Tensorflow:使用在一个模型中训练的权重在另一个模型中,不同的模型

时间:2023-02-03 10:11:59

I'm trying to train an LSTM in Tensorflow using minibatches, but after training is complete I would like to use the model by submitting one example at a time to it. I can set up the graph within Tensorflow to train my LSTM network, but I can't use the trained result afterward in the way I want.

我正在尝试使用miniatches在Tensorflow中训练LSTM,但是在训练完成后我想通过一次提交一个示例来使用该模型。我可以在Tensorflow中设置图形来训练我的LSTM网络,但是我不能以我想要的方式使用训练后的结果。

The setup code looks something like this:

设置代码如下所示:

#Build the LSTM model.
cellRaw = rnn_cell.BasicLSTMCell(LAYER_SIZE)
cellRaw = rnn_cell.MultiRNNCell([cellRaw] * NUM_LAYERS)

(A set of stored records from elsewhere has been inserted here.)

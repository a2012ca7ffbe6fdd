pub mod filter;
pub mod mission;

pub use filter::*;
pub use mission::*;
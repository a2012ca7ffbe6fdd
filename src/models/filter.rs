use chrono::NaiveDate;
use serde::{Deserialize, Serialize};
use std::collections::HashSet;

use super::MissionStatus;

/// Inclusive launch-date window.
#[derive(Debug, Copy, Clone, PartialEq, Eq, Serialize, Deserialize)]
pub struct DateRange {
    pub start: NaiveDate,
    pub end: NaiveDate,
}

impl DateRange {
    pub fn new(start: NaiveDate, end: NaiveDate) -> Self {
        DateRange { start, end }
    }

    /// The widest representable window; matches every parseable date.
    pub fn all() -> Self {
        DateRange {
            start: NaiveDate::MIN,
            end: NaiveDate::MAX,
        }
    }

    pub fn contains(&self, date: NaiveDate) -> bool {
        self.start <= date && date <= self.end
    }
}

impl Default for DateRange {
    fn default() -> Self {
        DateRange::all()
    }
}

/// User-chosen constraints applied to the mission catalog.
///
/// Each inclusion set is a plain membership test; an empty set means "no
/// constraint on this axis". The caller builds a complete `FilterSpec` and
/// replaces it wholesale on every change, so the pipeline only ever reads
/// fully formed values.
#[derive(Debug, Clone, Default, Serialize, Deserialize)]
pub struct FilterSpec {
    pub date_range: DateRange,
    pub countries: HashSet<String>,
    pub agencies: HashSet<String>,
    pub purposes: HashSet<String>,
    pub statuses: HashSet<MissionStatus>,
}

impl FilterSpec {
    /// A spec that matches the full catalog (empty sets, unbounded dates).
    pub fn match_all() -> Self {
        FilterSpec::default()
    }
}
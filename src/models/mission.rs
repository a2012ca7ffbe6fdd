use chrono::NaiveDate;
use serde::{Deserialize, Serialize};

/// Outcome of a launch. Closed set; the dashboard always renders all three.
#[derive(Debug, Copy, Clone, PartialEq, Eq, Hash, Serialize, Deserialize)]
pub enum MissionStatus {
    Success,
    Failure,
    #[serde(rename = "Partial Failure")]
    PartialFailure,
}

impl MissionStatus {
    /// Fixed display order for status breakdowns.
    pub const ALL: [MissionStatus; 3] = [
        MissionStatus::Success,
        MissionStatus::Failure,
        MissionStatus::PartialFailure,
    ];

    pub fn label(&self) -> &'static str {
        match self {
            MissionStatus::Success => "Success",
            MissionStatus::Failure => "Failure",
            MissionStatus::PartialFailure => "Partial Failure",
        }
    }
}

impl std::fmt::Display for MissionStatus {
    fn fmt(&self, f: &mut std::fmt::Formatter<'_>) -> std::fmt::Result {
        write!(f, "{}", self.label())
    }
}

/// One historical space-launch record.
///
/// Records come from the embedded catalog and are never mutated. The launch
/// date is kept as the catalog's ISO-8601 string and parsed on demand so
/// that a malformed date degrades to "excluded from date-dependent
/// computations" instead of failing the whole load.
#[derive(Debug, Clone, PartialEq, Serialize, Deserialize)]
#[serde(rename_all = "camelCase")]
pub struct Mission {
    pub id: String,
    pub name: String,
    /// Launch date as an ISO-8601 string (`YYYY-MM-DD`).
    pub date: String,
    pub country: String,
    pub agency: String,
    pub status: MissionStatus,
    /// Mission cost in millions of USD.
    pub cost: f64,
    /// Crew size; 0 means uncrewed.
    pub crew: u32,
    pub purpose: String,
    pub rocket: String,
    pub launch_site: String,
    /// Mission duration in days; `None` when unknown or ongoing.
    #[serde(default, skip_serializing_if = "Option::is_none")]
    pub duration: Option<u32>,
    pub description: String,
}

impl Mission {
    /// Parse the launch date. `None` for malformed strings.
    pub fn launch_date(&self) -> Option<NaiveDate> {
        self.date.parse().ok()
    }

    /// Calendar year of the launch, when the date parses.
    pub fn launch_year(&self) -> Option<i32> {
        use chrono::Datelike;
        self.launch_date().map(|d| d.year())
    }

    /// Decade bucket of the launch year (`1969 -> 1960`).
    pub fn launch_decade(&self) -> Option<i32> {
        self.launch_year().map(|y| y.div_euclid(10) * 10)
    }

    pub fn is_crewed(&self) -> bool {
        self.crew > 0
    }
}
//! Service layer: the per-widget aggregation pipeline.
//!
//! Every function here is a pure, single-pass transformation of a mission
//! slice into the value objects defined in [`crate::api`]. Nothing is
//! cached or mutated in place; each filter change recomputes every widget
//! payload from scratch, which is cheap at catalog scale and keeps the
//! results trivially fresh.

pub mod costs;

pub mod countries;

pub mod dashboard;

pub mod filter;

pub mod overview;

pub mod status;

pub mod table;

pub mod timeline;

pub use costs::compute_cost_analysis;
pub use countries::compute_country_stats;
pub use dashboard::compute_dashboard_data;
pub use filter::filter_missions;
pub use overview::compute_summary;
pub use status::compute_status_breakdown;
pub use table::query_table;
pub use timeline::compute_timeline;

/// Round half-up to one decimal place.
///
/// The single rounding rule for every percentage the dashboard shows.
/// `f64::round` is half-away-from-zero, which equals half-up for the
/// non-negative rates produced here.
pub(crate) fn round1(value: f64) -> f64 {
    (value * 10.0).round() / 10.0
}

/// Percentage of `part` over `whole`, rounded to one decimal.
/// 0.0 when `whole` is zero.
pub(crate) fn percentage(part: usize, whole: usize) -> f64 {
    if whole == 0 {
        0.0
    } else {
        round1(part as f64 / whole as f64 * 100.0)
    }
}
//! Search and sort for the mission table widget.

use std::cmp::Ordering;

use crate::api::{SortDirection, SortField, TableQuery};
use crate::models::{Mission, MissionStatus};

/// Apply a table query (text search, then a single-column sort) to a
/// mission subset.
///
/// The search is a case-insensitive substring match over name, country,
/// agency and purpose. The sort is stable, so equal keys keep their input
/// order; dates sort chronologically with unparseable dates first.
pub fn query_table(missions: &[Mission], query: &TableQuery) -> Vec<Mission> {
    let needle = query.search.to_lowercase();

    let mut rows: Vec<Mission> = missions
        .iter()
        .filter(|m| needle.is_empty() || matches_search(m, &needle))
        .cloned()
        .collect();

    rows.sort_by(|a, b| {
        let ord = compare_by_field(a, b, query.sort_field);
        match query.direction {
            SortDirection::Asc => ord,
            SortDirection::Desc => ord.reverse(),
        }
    });

    rows
}

fn matches_search(mission: &Mission, needle: &str) -> bool {
    mission.name.to_lowercase().contains(needle)
        || mission.country.to_lowercase().contains(needle)
        || mission.agency.to_lowercase().contains(needle)
        || mission.purpose.to_lowercase().contains(needle)
}

fn compare_by_field(a: &Mission, b: &Mission, field: SortField) -> Ordering {
    match field {
        SortField::Name => a.name.cmp(&b.name),
        // Option ordering puts None (unparseable) first.
        SortField::Date => a.launch_date().cmp(&b.launch_date()),
        SortField::Country => a.country.cmp(&b.country),
        SortField::Agency => a.agency.cmp(&b.agency),
        SortField::Status => status_rank(a.status).cmp(&status_rank(b.status)),
        SortField::Cost => a.cost.partial_cmp(&b.cost).unwrap_or(Ordering::Equal),
        SortField::Crew => a.crew.cmp(&b.crew),
        SortField::Purpose => a.purpose.cmp(&b.purpose),
    }
}

fn status_rank(status: MissionStatus) -> usize {
    MissionStatus::ALL
        .iter()
        .position(|&s| s == status)
        .unwrap_or(MissionStatus::ALL.len())
}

cell = rnn_cell.DropoutWrapper(cellRaw, output_keep_prob = 0.25)

input_data  = tf.placeholder(dtype=tf.float32, shape=[SEQ_LENGTH, None, 3])
target_data = tf.placeholder(dtype=tf.float32, shape=[SEQ_LENGTH, None])
initial_state = cell.zero_state(batch_size=BATCH_SIZE, dtype=tf.float32)

with tf.variable_scope('rnnlm'):
    output_w = tf.get_variable("output_w", [LAYER_SIZE, 6])
    output_b = tf.get_variable("output_b", [6])

outputs, final_state = seq2seq.rnn_decoder(input_list, initial_state, cell, loop_function=None, scope='rnnlm')
output = tf.reshape(tf.concat(1, outputs), [-1, LAYER_SIZE])
output = tf.nn.xw_plus_b(output, output_w, output_b)

...Note the two placeholders, input_data and target_data. I haven't bothered including the optimizer setup. After training is complete and the training session closed, I would like to set up a new session that uses the trained LSTM network whose input is provided by a completely different placeholder, something like:

...注意两个占位符input_data和target_data。我没有打扰包括优化器设置。培训结束并且培训课程结束后,我想建立一个使用经过培训的LSTM网络的新会话,其输入由完全不同的占位符提供,例如:

with tf.Session() as sess:
with tf.variable_scope("simulation", reuse=None):
    cellSim = cellRaw
    input_data_sim  = tf.placeholder(dtype=tf.float32, shape=[1, 1, 3])
    initial_state_sim = cell.zero_state(batch_size=1, dtype=tf.float32)
    input_list_sim = tf.unpack(input_data_sim)

    outputsSim, final_state_sim = seq2seq.rnn_decoder(input_list_sim, initial_state_sim, cellSim, loop_function=None, scope='rnnlm')
    outputSim = tf.reshape(tf.concat(1, outputsSim), [-1, LAYER_SIZE])

    with tf.variable_scope('rnnlm'):
        output_w = tf.get_variable("output_w", [LAYER_SIZE, nOut])
        output_b = tf.get_variable("output_b", [nOut])

    outputSim = tf.nn.xw_plus_b(outputSim, output_w, output_b)

This second part returns the following error:

第二部分返回以下错误:

tensorflow.python.framework.errors.InvalidArgumentError: You must feed a value for placeholder tensor 'Placeholder' with dtype float
 [[Node: Placeholder = Placeholder[dtype=DT_FLOAT, shape=[], _device="/job:localhost/replica:0/task:0/cpu:0"]()]]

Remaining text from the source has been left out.